Excerpts from a dataset -
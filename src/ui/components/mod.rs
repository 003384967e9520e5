//! Community UI components.
//!
//! Each component is a props struct with builder methods and a
//! [`Component::render`] that resolves its optional parameters through the
//! [`DefaultsRegistry`] before building a markup tree. Classes carry the
//! `fs-comm-` prefix targeted by the packaged stylesheets and sit on top of
//! Bootstrap 5.
//!
//! # Components
//!
//! - Cards: [`FlipCard`], [`TiltCard`], [`RevealCard`], [`GlowCard`],
//!   [`PricingCard`], [`ProfileCard`], [`StatCard`], [`TimelineCard`]
//! - Loaders: [`DotsLoader`], [`RingLoader`], [`PulseLoader`], [`WaveLoader`],
//!   [`SkeletonLoader`], [`ProgressRing`], [`PolygonLoader`],
//!   [`TypewriterLoader`], [`ShadowLoader`]
//! - Navbars: [`MegaMenuNavbar`], [`MegaMenuItem`], [`SlideMenuNavbar`],
//!   [`SlideToggler`], [`MorphingToggler`], [`VerticalMegaMenu`]
//! - Buttons: [`GradientButton`], [`IconButton`], [`FloatingActionButton`]
//! - Forms: [`AnimatedInput`], [`SearchBar`], [`TagInput`]
//! - Effects: [`ScrollReveal`], [`ParallaxSection`]

#[macro_use]
mod macros;

mod buttons;
mod cards;
mod effects;
mod forms;
mod loaders;
mod navbars;
mod tokens;

use crate::defaults::DefaultsRegistry;
use crate::ui::markup::{Element, Node, join_style, merge_classes};

pub use buttons::{FloatingActionButton, GradientButton, IconButton};
pub use cards::{
    FlipCard, GlowCard, PricingCard, ProfileCard, RevealCard, StatCard, TiltCard, TimelineCard,
};
pub use effects::{ParallaxSection, ScrollReveal};
pub use forms::{AnimatedInput, SearchBar, TagInput};
pub use loaders::{
    DotsLoader, PolygonLoader, ProgressRing, PulseLoader, RingLoader, ShadowLoader,
    SkeletonLoader, TypewriterLoader, WaveLoader,
};
pub use navbars::{
    MegaMenuItem, MegaMenuNavbar, MenuEntry, MorphingToggler, NavItem, SlideMenuNavbar,
    SlideToggler, VerticalMegaMenu,
};
pub use tokens::{
    ButtonSize, FabPosition, Gradient, GlowIntensity, IconPosition, PulseSize, RevealDirection,
    SlidePosition, UnknownToken, Variant,
};

/// A renderable component.
pub trait Component {
    /// Registry key for this component's defaults.
    const NAME: &'static str;

    /// Resolve parameters against `defaults` and build the markup tree.
    fn render(self, defaults: &DefaultsRegistry) -> Node;
}

/// Caller-supplied classes, style and attributes.
///
/// Classes are merged after the component's own, style is appended after the
/// component's declarations, other attributes are set last.
#[derive(Debug, Clone, Default, PartialEq, Eq)]
pub struct Attrs {
    pub(crate) cls: String,
    pub(crate) style: String,
    pub(crate) extra: Vec<(String, String)>,
}

impl Attrs {
    /// Finish a root element: merged classes, joined style, extra attributes.
    pub(crate) fn wrap(self, element: Element, classes: &[&str], style: &str) -> Element {
        let mut all = classes.to_vec();
        all.push(self.cls.as_str());
        let element = element
            .class(merge_classes(&all))
            .style(join_style(style, &self.style));
        self.extra
            .into_iter()
            .fold(element, |e, (name, value)| e.attr(name, value))
    }

    /// Only the extra attributes, for components that forward them to an
    /// inner element.
    pub(crate) fn extras_onto(extra: Vec<(String, String)>, element: Element) -> Element {
        extra
            .into_iter()
            .fold(element, |e, (name, value)| e.attr(name, value))
    }
}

Problem to work on - Line count for the string "TagInput": state how many lines in the data contain it, and output nothing else.

Response to the exercise - 2